Block is probably best known for the two major longitudinal studies he conducted. The first one, begun in 1960, brought new life to data collected earlier at the Institute of Human Development. This study, published in the book Lives through Time (1971), was noteworthy not only for its contributions to the understanding of stability and change in personality, but also for its inventive methodological approach. Aware of the limitations involved in the use of data collected by others, the Blocks in 1968 undertook an ambitious, multi-method longitudinal study of their own design that followed participants on a wide range of psychological and behavioral variables from nursery school through adulthood. The project generated a continuous stream of publications that consistently demonstrated a remarkable continuity between childhood and early adult personality and adaptation. The sensitivity to issues of methodology that is a strength of these studies was present in Block’s work from the outset.
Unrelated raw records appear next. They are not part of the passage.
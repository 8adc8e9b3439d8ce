// smps2bin - An SMPS2ASM music script assembler for Mega Drive sound drivers
// Copyright (C) 2026  Marcel Joachim Kloubert <marcel@kloubert.dev>
//
// This program is free software: you can redistribute it and/or modify
// it under the terms of the GNU Affero General Public License as published by
// the Free Software Foundation, either version 3 of the License, or
// (at your option) any later version.
//
// This program is distributed in the hope that it will be useful,
// but WITHOUT ANY WARRANTY; without even the implied warranty of
// MERCHANTABILITY or FITNESS FOR A PARTICULAR PURPOSE.  See the
// GNU Affero General Public License for more details.
//
// You should have received a copy of the GNU Affero General Public License
// along with this program.  If not, see <https://www.gnu.org/licenses/>.

//! Line lexer for SMPS2ASM source.
//!
//! Each source line is split into an optional label and an optional
//! instruction (mnemonic plus comma-separated arguments). Comments start
//! with `;`. A label must start in the first column; it ends at the first
//! space, tab or colon.

mod tokens;

pub use tokens::Token;

use logos::Logos;

use crate::error::{CompileError, ErrorCode, Span};

/// A piece of source text together with where it came from.
#[derive(Debug, Clone, PartialEq, Eq)]
pub struct Word {
    pub text: String,
    pub span: Span,
}

impl Word {
    pub fn new(text: impl Into<String>, span: Span) -> Self {
        Self {
            text: text.into(),
            span,
        }
    }
}

/// A mnemonic and its argument words.
#[derive(Debug, Clone, PartialEq, Eq)]
pub struct Instruction {
    pub mnemonic: Word,
    pub args: Vec<Word>,
}

impl Instruction {
    /// Span from the mnemonic to the last argument.
    pub fn span(&self) -> Span {
        match self.args.last() {
            Some(last) => self.mnemonic.span.merge(&last.span),
            None => self.mnemonic.span,
        }
    }
}

/// One meaningful line of source.
#[derive(Debug, Clone, PartialEq, Eq)]
pub struct SourceLine {
    /// 1-based line number.
    pub line: usize,
    pub label: Option<Word>,
    pub instruction: Option<Instruction>,
}

/// Split `source` into lines, dropping blank and comment-only ones.
pub fn tokenize(source: &str) -> Result<Vec<SourceLine>, CompileError> {
    let mut lines = Vec::new();
    let mut current: Vec<(Token, Span)> = Vec::new();
    let mut line_start = 0;
    let mut line_number = 1;

    let mut lexer = Token::lexer(source);
    while let Some(result) = lexer.next() {
        let span = Span::from(lexer.span());
        let token = result.map_err(|_| {
            CompileError::new(
                ErrorCode::UnexpectedToken,
                format!("Unexpected character sequence '{}'", lexer.slice()),
                span,
            )
        })?;

        if token == Token::Newline {
            if let Some(line) = parse_line(source, &current, line_start, line_number)? {
                lines.push(line);
            }
            current.clear();
            line_start = span.end;
            line_number += 1;
        } else {
            current.push((token, span));
        }
    }

    if let Some(line) = parse_line(source, &current, line_start, line_number)? {
        lines.push(line);
    }

    Ok(lines)
}

fn parse_line(
    source: &str,
    tokens: &[(Token, Span)],
    line_start: usize,
    line_number: usize,
) -> Result<Option<SourceLine>, CompileError> {
    let word = |span: Span| Word::new(&source[span.start..span.end], span);

    let mut rest = tokens
        .iter()
        .take_while(|(token, _)| *token != Token::Comment)
        .peekable();

    let label = match rest.peek() {
        Some((Token::Word, span)) if span.start == line_start => {
            let label = word(*span);
            rest.next();
            Some(label)
        }
        _ => None,
    };

    while matches!(rest.peek(), Some((Token::Whitespace | Token::Colon, _))) {
        rest.next();
    }

    let mnemonic = match rest.next() {
        None => None,
        Some((Token::Word, span)) => Some(word(*span)),
        Some((token, span)) => return Err(unexpected(*token, *span, "an instruction")),
    };

    let instruction = match mnemonic {
        None => None,
        Some(mnemonic) => {
            let mut args = Vec::new();
            let mut after_word = false;
            for (token, span) in rest {
                match token {
                    Token::Whitespace => {}
                    Token::Comma => after_word = false,
                    Token::Word if after_word => {
                        return Err(CompileError::new(
                            ErrorCode::ExpectedComma,
                            format!(
                                "Expected ',' before '{}'",
                                &source[span.start..span.end]
                            ),
                            *span,
                        )
                        .with_hint("separate arguments with commas"));
                    }
                    Token::Word => {
                        args.push(word(*span));
                        after_word = true;
                    }
                    other => return Err(unexpected(*other, *span, "an argument")),
                }
            }
            Some(Instruction { mnemonic, args })
        }
    };

    if label.is_none() && instruction.is_none() {
        return Ok(None);
    }

    Ok(Some(SourceLine {
        line: line_number,
        label,
        instruction,
    }))
}

fn unexpected(token: Token, span: Span, expected: &str) -> CompileError {
    CompileError::new(
        ErrorCode::UnexpectedToken,
        format!("Unexpected {}, expected {}", token.describe(), expected),
        span,
    )
}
Indeed, his first two books, The Q-sort Method in Personality Assessment and Psychiatric Research (1961) and The Challenge of Response Sets (1965), were both psychometric in focus.

 

There are two other facets of Block’s career that need to be mentioned to give a complete picture of his scholarly contribution. First, he was a formidable critic, sometimes unrelenting, but not intemperate, who sought by his criticism to improve the quality of research and thinking in personality and social psychology. Most notable in this regard was his empirical and theoretical critique of the substantial group of psychologists who, in his view, speciously attacked the validity of the concept of personality. Second, much of Block’s research was informed by his theorizing about the dynamics of personality development and the intrapsychic factors that eventuate in behavior. It was, though, not until 2002 that he presented an extended and fully integrated account of his theoretical approach in his book, Personality as an Affect-Processing System.

 

The last time many of us saw Jack in a professional setting was during one of the weekly colloquia at IPSR, which he continued to attend as long as he was able to do so. At the end of a presentation, he would regularly ask, “Have you looked at individual differences?” That question was one he addressed in study after study; it lay at the heart of his long, productive career.